Filter the records below down to lines containing "Transport".

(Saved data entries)
· · · · ·

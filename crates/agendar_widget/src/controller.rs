// --- File: crates/agendar_widget/src/controller.rs ---
//! Booking-form state machine.
//!
//! Pure and synchronous: inputs are [`Event`]s (user actions and network
//! results), outputs are [`Command`]s the embedding shell executes against
//! the [`AvailabilityClient`](crate::client::AvailabilityClient). No I/O
//! happens here, which is what makes every transition unit-testable.
//!
//! Day fetches are tagged with a monotonically increasing token; a response
//! carrying a stale token belongs to a superseded date selection and is
//! discarded instead of overwriting newer UI state.

use std::collections::BTreeMap;
use std::str::FromStr;

use chrono::{DateTime, Datelike, Duration, Months, NaiveDate, NaiveTime, TimeZone};
use chrono_tz::Tz;
use serde_json::{json, Value};
use tracing::debug;

use agendar_availability::error::AvailabilityError;
use agendar_availability::models::{AvailabilityMap, DayAvailability};
use agendar_availability::slots::{parse_label, SlotCatalogue};
use agendar_config::AppConfig;

/// Size of the visible date window opened on mount.
pub const DEFAULT_VISIBLE_DAYS: u32 = 8;

/// Personal fields the form must fill before a submit goes out. Date, time
/// and datetime come from the current selection, not from the form.
pub const REQUIRED_FORM_FIELDS: &[&str] = &[
    "name", "rg", "cpf", "email", "phone", "fetiche", "conheceu", "duration", "reason",
];

const VALIDATION_MESSAGE: &str = "Preencha todos os campos obrigatórios e escolha um horário.";

const DEFAULT_TIME_ZONE: &str = "America/Sao_Paulo";

/// What the mount fetch covers: a rolling window of slot-level days, or the
/// current calendar month at day granularity (attend-marker scheduling).
#[derive(Debug, Clone, Copy, PartialEq, Eq)]
pub enum RangeKind {
    SlotWindow,
    AttendMonth,
}

#[derive(Debug, Clone, Copy, PartialEq, Eq)]
pub enum Phase {
    Idle,
    DateSelecting,
    SlotLoading,
    SlotSelecting,
    Submitting,
    Success,
    Failed,
}

/// Why a day renders no selectable slots. Each case gets its own message so
/// "nothing here" never looks like an error when it is not one.
#[derive(Debug, Clone, Copy, PartialEq, Eq)]
pub enum EmptyState {
    UpstreamError,
    FullyBookedToday,
    FullyBookedFuture,
    TodayElapsed,
    NoEvents,
}
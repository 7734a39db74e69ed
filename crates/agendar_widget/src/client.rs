// --- File: crates/agendar_widget/src/client.rs ---
//! HTTP client for the availability/booking API.
//!
//! Wraps reqwest with a bounded timeout and the day cache; every failure is
//! a typed [`ClientError`] so the widget can render a retry affordance
//! instead of crashing.

use std::time::Duration;

use chrono::{DateTime, Utc};
use reqwest::Client;
use serde::Deserialize;
use serde_json::Value;
use thiserror::Error;
use tracing::{debug, warn};

use agendar_availability::models::{AvailabilityMap, DayAvailability};

use crate::cache::AvailabilityCache;

const REQUEST_TIMEOUT: Duration = Duration::from_secs(10);

#[derive(Error, Debug)]
pub enum ClientError {
    #[error("falha de rede: {0}")]
    Transport(String),
    #[error("o servidor respondeu {status}: {reason}")]
    Status { status: u16, reason: String },
    #[error("resposta ilegível: {0}")]
    Decode(String),
}

impl From<reqwest::Error> for ClientError {
    fn from(err: reqwest::Error) -> Self {
        ClientError::Transport(err.to_string())
    }
}

/// Acknowledgment of a submitted booking.
#[derive(Debug, Clone, Deserialize)]
#[serde(rename_all = "camelCase")]
pub struct BookingAck {
    pub success: bool,
    #[serde(default)]
    pub message: Option<String>,
    #[serde(default)]
    pub reason: Option<String>,
    #[serde(default)]
    pub event_id: Option<String>,
}

/// Verdict of the email allow-list check.
#[derive(Debug, Clone, Deserialize)]
pub struct VerifyVerdict {
    pub allowed: bool,
    #[serde(default)]
    pub reason: Option<String>,
}

#[derive(Deserialize)]
#[serde(rename_all = "camelCase")]
struct DailyPayload {
    date: String,
    #[serde(default)]
    available_slots: Vec<String>,
    #[serde(default)]
    booked_slots: Vec<String>,
    #[serde(default)]
    note: Option<String>,
}

#[derive(Deserialize)]
#[serde(rename_all = "camelCase")]
struct RangePayload {
    weekly_availability: AvailabilityMap,
}

#[derive(Deserialize)]
#[serde(rename_all = "camelCase")]
struct AgendarPayload {
    agendar_availability: AvailabilityMap,
}

#[derive(Deserialize, Default)]
struct FailurePayload {
    #[serde(default)]
    reason: Option<String>,
}

/// Client over the `/api` surface, with a TTL cache for single-day lookups.
pub struct AvailabilityClient {
    base_url: String,
    http: Client,
    cache: AvailabilityCache,
}

impl AvailabilityClient {
    pub fn new(base_url: impl Into<String>, cache: AvailabilityCache) -> Result<Self, ClientError> {
        let http = Client::builder()
            .timeout(REQUEST_TIMEOUT)
            .build()
            .map_err(|err| ClientError::Transport(err.to_string()))?;
        Ok(AvailabilityClient {
            base_url: base_url.into().trim_end_matches('/').to_string(),
            http,
            cache,
        })
    }

    /// Availability for one date, served from cache within the TTL.
    pub async fn fetch_day(
        &mut self,
        date: &str,
        now: DateTime<Utc>,
    ) -> Result<DayAvailability, ClientError> {
        if let Some(cached) = self.cache.get(date, now) {
            debug!(date, "day availability served from cache");
            return Ok(cached.clone());
        }
        let url = format!("{}/availability", self.base_url);
        let response = self.http.get(&url).query(&[("date", date)]).send().await?;
        let payload: DailyPayload = decode(response).await?;
        let day = DayAvailability::with_slots(
            payload.date,
            payload.available_slots,
            payload.booked_slots,
            payload.note.unwrap_or_default(),
        );
        self.cache.insert(date, day.clone(), now);
        Ok(day)
    }

    /// Availability for an inclusive date range. Never cached; range answers
    /// supersede whole windows at once.
    pub async fn fetch_range(
        &self,
        start_date: &str,
        end_date: &str,
    ) -> Result<AvailabilityMap, ClientError> {
        let url = format!("{}/availability", self.base_url);
        let response = self
            .http
            .get(&url)
            .query(&[("startDate", start_date), ("endDate", end_date)])
            .send()
            .await?;
        let payload: RangePayload = decode(response).await?;
        Ok(payload.weekly_availability)
    }

    /// Day-granularity range driven by the attend-event marker.
    pub async fn fetch_agendar_range(
        &self,
        start_date: &str,
        end_date: &str,
    ) -> Result<AvailabilityMap, ClientError> {
        let url = format!("{}/availability", self.base_url);
        let response = self
            .http
            .get(&url)
            .query(&[
                ("checkAgendar", "true"),
                ("startDate", start_date),
                ("endDate", end_date),
            ])
            .send()
            .await?;
        let payload: AgendarPayload = decode(response).await?;
        Ok(payload.agendar_availability)
    }

    /// Submit a booking and evict the booked date from the cache on success.
    pub async fn submit_booking(&mut self, booking: Value) -> Result<BookingAck, ClientError> {
        let date = booking
            .get("date")
            .and_then(Value::as_str)
            .map(str::to_string);
        let url = format!("{}/booking", self.base_url);
        let response = self.http.post(&url).json(&booking).send().await?;
        let ack: BookingAck = decode(response).await?;
        if ack.success {
            if let Some(date) = date {
                self.cache.invalidate(&date);
            }
        }
        Ok(ack)
    }

    pub async fn verify_email(&self, email: &str) -> Result<VerifyVerdict, ClientError> {
        let url = format!("{}/verify", self.base_url);
        let response = self
            .http
            .post(&url)
            .json(&serde_json::json!({ "email": email }))
            .send()
            .await?;
        let status = response.status();
        let body = response.text().await?;
        // 403 still carries a well-formed verdict body
        serde_json::from_str(&body).map_err(|err| {
            if status.is_success() {
                ClientError::Decode(err.to_string())
            } else {
                ClientError::Status {
                    status: status.as_u16(),
                    reason: body,
                }
            }
        })
    }

    pub fn invalidate(&mut self, date: &str) {
        self.cache.invalidate(date);
    }

    pub fn cache(&mut self) -> &mut AvailabilityCache {
        &mut self.cache
    }
}

async fn decode<T: serde::de::DeserializeOwned>(response: reqwest::Response) -> Result<T, ClientError> {
    let status = response.status();
    let body = response.text().await?;
    if !status.is_success() {
        let failure: FailurePayload = serde_json::from_str(&body).unwrap_or_default();
        warn!(status = status.as_u16(), "request rejected by the server");
        return Err(ClientError::Status {
            status: status.as_u16(),
            reason: failure.reason.unwrap_or(body),
        });
    }
    serde_json::from_str(&body).map_err(|err| ClientError::Decode(err.to_string()))
}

· · · · ·

Finished task =
    Transport(String),
        ClientError::Transport(err.to_string())
            .map_err(|err| ClientError::Transport(err.to_string()))?;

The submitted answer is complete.